## Problem requirements
Every line below that holds the string "base" should be copied out.

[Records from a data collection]
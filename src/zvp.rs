// -*- mode: rust; -*-
//
// This file is part of ec-zvp.
// See LICENSE for licensing information.

//! Construction of zero-value points for a factor-set condition.
//!
//! Given a condition `q(x1, y1, x2, y2, a, b)` from a factor set, a
//! curve fixing `a` and `b`, and a multiplier `k` tying the second
//! input to the first by `Q = kP`, this module finds the affine points
//! `P` for which the condition vanishes when the formula is run on
//! `(P, kP)`.
//!
//! The pipeline: bind the curve parameters, rewrite `x2` and `y2`
//! through the multiplication-by-`k` rational maps of
//! [`crate::divpoly`], clear denominators into a single element
//! `A(x) + y·B(x)` of the curve's coordinate ring, eliminate `y` via
//! the norm `U = A^2 - (x^3 + ax + b)·B^2`, find the roots of `U` over
//! the base field, lift each root to curve points, and finally verify
//! every candidate by evaluating the original condition at the concrete
//! coordinate assignment. Clearing denominators can introduce spurious
//! roots (the map's denominators vanish on `k`-torsion abscissae); the
//! verification step removes them.
//!
//! An empty result is a meaningful outcome: the condition has no
//! zero-value point on this curve for this `k`. Only a condition that
//! vanishes *identically* under the substitution is an error
//! ([`Error::DegenerateTarget`]), since its zero set would be the whole
//! curve.

use std::collections::{BTreeMap, BTreeSet};
use std::fmt;

use num_bigint::BigUint;
use num_traits::{ToPrimitive, Zero};
use tracing::{debug, info};

use crate::curve::{AffinePoint, WeierstrassCurve};
use crate::deadline::Deadline;
use crate::divpoly::{self, CurveRing, MultiplicationMap, RingElem};
use crate::errors::Error;
use crate::field::PrimeField;
use crate::poly::{Monomial, Poly};
use crate::uni::{self, UniPoly};

/// A point at which a formula intermediate vanishes, together with the
/// discrete-log relation and the condition it satisfies.
#[derive(Clone, Debug, Eq, PartialEq, Ord, PartialOrd, Hash)]
#[cfg_attr(feature = "serde", derive(serde::Serialize, serde::Deserialize))]
pub struct ZvpPoint {
    /// The first formula input `P`; the second is `multiplier * P`.
    pub point: AffinePoint,
    /// The multiplier `k` of the relation `Q = kP`, reduced modulo the
    /// group order.
    pub multiplier: u64,
    /// The vanishing condition, rendered as a polynomial in
    /// `x1, y1, x2, y2, a, b`.
    pub condition: String,
}

impl fmt::Display for ZvpPoint {
    fn fmt(&self, f: &mut fmt::Formatter<'_>) -> fmt::Result {
        match self.point.coordinates() {
            None => write!(f, "identity"),
            Some((x, y)) => write!(
                f,
                "({:#x}, {:#x}) with Q = {}P zeroes {}",
                x, y, self.multiplier, self.condition
            ),
        }
    }
}

/// Find all affine points `P` on `curve` such that `condition`
/// vanishes at `(P, kP)`.
///
/// `k` is reduced modulo the group order first; a reduction to zero or
/// one leaves no usable relation and fails with
/// [`Error::UnsupportedMultiplier`].
pub fn zvp_points(
    condition: &Poly,
    curve: &WeierstrassCurve,
    k: u64,
    deadline: Deadline,
) -> Result<BTreeSet<ZvpPoint>, Error> {
    let field = curve.field();
    let k_reduced = reduce_multiplier(k, curve)?;

    let bound = bind_parameters(condition, curve);
    for v in bound.variables() {
        if v != "x1" && v != "y1" && v != "x2" && v != "y2" {
            return Err(Error::UnboundVariable { name: v });
        }
    }

    let ring = CurveRing::new(field.clone(), curve.a().clone(), curve.b().clone());
    let needs_map = bound.degree_in("x2") > 0 || bound.degree_in("y2") > 0;
    let map = if needs_map {
        Some(divpoly::multiplication_map(&ring, k_reduced, deadline)?)
    } else {
        None
    };

    let elem = substitute(&bound, &ring, map.as_ref(), deadline)?;
    // Norm to eliminate y: U(x) = A^2 - f * B^2 vanishes at the
    // abscissa of every curve point where A + yB does.
    let norm = elem
        .even()
        .mul(elem.even(), field)
        .sub(&elem.odd().mul(elem.odd(), field).mul(ring.rhs(), field), field);
    if norm.is_zero() {
        return Err(Error::DegenerateTarget);
    }
    let roots = uni::roots(&norm, field, deadline)?;
    debug!(roots = roots.len(), degree = ?norm.degree(), "norm polynomial solved");

    let mut out = BTreeSet::new();
    let k_big = BigUint::from(k_reduced);
    for x in &roots {
        deadline.check("candidate verification")?;
        for p in curve.lift_x(x) {
            let q_point = curve.mul(&k_big, &p);
            let (qx, qy) = match q_point.coordinates() {
                // kP = identity: the relation degenerates at this point
                None => continue,
                Some(c) => c,
            };
            let (px, py) = match p.coordinates() {
                None => continue,
                Some(c) => c,
            };
            let mut assignment = BTreeMap::new();
            assignment.insert("x1".to_owned(), px.clone());
            assignment.insert("y1".to_owned(), py.clone());
            assignment.insert("x2".to_owned(), qx.clone());
            assignment.insert("y2".to_owned(), qy.clone());
            assignment.insert("a".to_owned(), curve.a().clone());
            assignment.insert("b".to_owned(), curve.b().clone());
            if !condition.evaluate(&assignment, field)?.is_zero() {
                continue;
            }
            out.insert(ZvpPoint {
                point: p,
                multiplier: k_reduced,
                condition: condition.to_string(),
            });
        }
    }
    info!(
        condition = %condition,
        k = k_reduced,
        points = out.len(),
        "zero-value point search finished"
    );
    Ok(out)
}

/// Reduce `k` modulo the group order and reject degenerate relations.
fn reduce_multiplier(k: u64, curve: &WeierstrassCurve) -> Result<u64, Error> {
    let reduced = BigUint::from(k) % curve.order();
    let reduced = reduced
        .to_u64()
        .ok_or(Error::Internal("reduced multiplier exceeds u64"))?;
    if reduced < 2 {
        return Err(Error::UnsupportedMultiplier { k });
    }
    Ok(reduced)
}

/// Substitute the concrete curve parameters for the variables `a`, `b`.
fn bind_parameters(q: &Poly, curve: &WeierstrassCurve) -> Poly {
    let field = curve.field();
    let terms = q.terms().map(|(m, c)| {
        let mut coeff = c.clone();
        let mut monomial = Monomial::one();
        for v in m.variables() {
            let e = m.exponent(v);
            match v {
                "a" => coeff = field.mul(&coeff, &field.pow(curve.a(), &BigUint::from(e))),
                "b" => coeff = field.mul(&coeff, &field.pow(curve.b(), &BigUint::from(e))),
                _ => {
                    for _ in 0..e {
                        monomial = monomial.mul(&Monomial::variable(v));
                    }
                }
            }
        }
        (monomial, coeff)
    });
    Poly::from_terms(terms, field)
}

/// Rewrite a condition in `x1, y1, x2, y2` as a single coordinate-ring
/// element, clearing the multiplication-map denominators.
///
/// With `x2 = N_x/D_x` and `y2 = y * N_y/D_y`, every term is multiplied
/// through by the common denominator `D_x^{deg_{x2}} * D_y^{deg_{y2}}`,
/// and all powers of `y` (from `y1` directly and from `y2`) reduce via
/// `y^2 = x^3 + ax + b`.
fn substitute(
    q: &Poly,
    ring: &CurveRing,
    map: Option<&MultiplicationMap>,
    deadline: Deadline,
) -> Result<RingElem, Error> {
    let field = ring.field();
    let dx = q.degree_in("x2");
    let dy = q.degree_in("y2");

    let mut acc = ring.zero();
    for (m, c) in q.terms() {
        deadline.check("condition substitution")?;
        let e_x1 = m.exponent("x1");
        let e_y1 = m.exponent("y1");
        let e_x2 = m.exponent("x2");
        let e_y2 = m.exponent("y2");

        let mut uni = UniPoly::monomial(c.clone(), e_x1 as usize);
        if let Some(map) = map {
            uni = uni.mul(&uni_pow(map.x_num(), e_x2, field), field);
            uni = uni.mul(&uni_pow(map.x_den(), dx - e_x2, field), field);
            uni = uni.mul(&uni_pow(map.y_num(), e_y2, field), field);
            uni = uni.mul(&uni_pow(map.y_den(), dy - e_y2, field), field);
        }
        // total power of y carried by this term
        let y_power = e_y1 + e_y2;
        uni = uni.mul(&uni_pow(ring.rhs(), y_power / 2, field), field);

        let term = if y_power % 2 == 0 {
            ring.elem(uni, UniPoly::zero())
        } else {
            ring.elem(UniPoly::zero(), uni)
        };
        acc = ring.add(&acc, &term);
    }
    Ok(acc)
}

fn uni_pow(base: &UniPoly, e: u32, field: &PrimeField) -> UniPoly {
    let mut acc = UniPoly::one();
    for _ in 0..e {
        acc = acc.mul(base, field);
    }
    acc
}

#[cfg(test)]
mod test {
    use super::*;
    use crate::constants::zvp_test_curve;

    fn var(name: &str) -> Poly {
        Poly::variable(name)
    }

    #[test]
    fn recovers_point_from_known_target_abscissa() {
        let curve = zvp_test_curve().unwrap();
        let f = curve.field();
        let g = curve.generator();
        let two_g = curve.mul(&BigUint::from(2u32), g);
        let (tx, _) = two_g.coordinates().unwrap();

        // x2 - x(2G) vanishes exactly when the second input has the
        // abscissa of 2G; with k = 2 the generator must be a solution.
        let q = var("x2").sub(&Poly::constant(tx, f), f);
        let points = zvp_points(&q, &curve, 2, Deadline::none()).unwrap();
        assert!(points.iter().any(|z| &z.point == g));
        for z in &points {
            assert_eq!(z.multiplier, 2);
            assert!(curve.is_on_curve(&z.point));
        }
    }

    #[test]
    fn absence_of_solutions_is_an_empty_set() {
        let curve = zvp_test_curve().unwrap();
        let f = curve.field();
        // x1 = x(2P) requires 3P = identity; the group order is a prime
        // other than 3, so no such point exists.
        let q = var("x1").sub(&var("x2"), f);
        let points = zvp_points(&q, &curve, 2, Deadline::none()).unwrap();
        assert!(points.is_empty());
    }

    #[test]
    fn quadratic_nonresidue_condition_has_no_points() {
        let curve = zvp_test_curve().unwrap();
        let f = curve.field();
        // x1^2 + 1 has no roots: p ≡ 3 (mod 4), so -1 is a nonresidue.
        let q = var("x1")
            .sqr(f)
            .add(&Poly::constant(&BigUint::from(1u32), f), f);
        let points = zvp_points(&q, &curve, 2, Deadline::none()).unwrap();
        assert!(points.is_empty());
    }

    #[test]
    fn curve_equation_condition_is_degenerate() {
        let curve = zvp_test_curve().unwrap();
        let f = curve.field();
        // y2^2 - x2^3 - a*x2 - b holds identically on the curve.
        let q = var("y2")
            .sqr(f)
            .sub(&var("x2").pow(3, f), f)
            .sub(&var("a").mul(&var("x2"), f), f)
            .sub(&var("b"), f);
        let err = zvp_points(&q, &curve, 3, Deadline::none()).unwrap_err();
        assert_eq!(err, Error::DegenerateTarget);
    }

    #[test]
    fn multiplier_reduces_modulo_group_order() {
        let curve = zvp_test_curve().unwrap();
        let q = var("y1");
        let order = curve.order().to_u64().unwrap();

        // k = order reduces to 0, k = order + 1 reduces to 1.
        for k in [0, 1, order, order + 1] {
            let err = zvp_points(&q, &curve, k, Deadline::none()).unwrap_err();
            assert_eq!(err, Error::UnsupportedMultiplier { k });
        }
        // k = order + 2 is the same relation as k = 2.
        let base = zvp_points(&q, &curve, 2, Deadline::none()).unwrap();
        let wrapped = zvp_points(&q, &curve, order + 2, Deadline::none()).unwrap();
        assert_eq!(base, wrapped);
    }

    #[test]
    fn first_point_conditions_skip_the_multiplication_map() {
        let curve = zvp_test_curve().unwrap();
        // y1 = 0 needs a rational 2-torsion point; the group order is an
        // odd prime, so there is none.
        let q = var("y1");
        let points = zvp_points(&q, &curve, 5, Deadline::none()).unwrap();
        assert!(points.is_empty());
    }

    #[test]
    fn foreign_variables_are_rejected() {
        let curve = zvp_test_curve().unwrap();
        let q = var("x3");
        let err = zvp_points(&q, &curve, 2, Deadline::none()).unwrap_err();
        assert_eq!(err, Error::UnboundVariable { name: "x3".to_owned() });
    }
}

## Task output
//! the base field, lift each root to curve points, and finally verify
fn uni_pow(base: &UniPoly, e: u32, field: &PrimeField) -> UniPoly {
        acc = acc.mul(base, field);
        let base = zvp_points(&q, &curve, 2, Deadline::none()).unwrap();
        assert_eq!(base, wrapped);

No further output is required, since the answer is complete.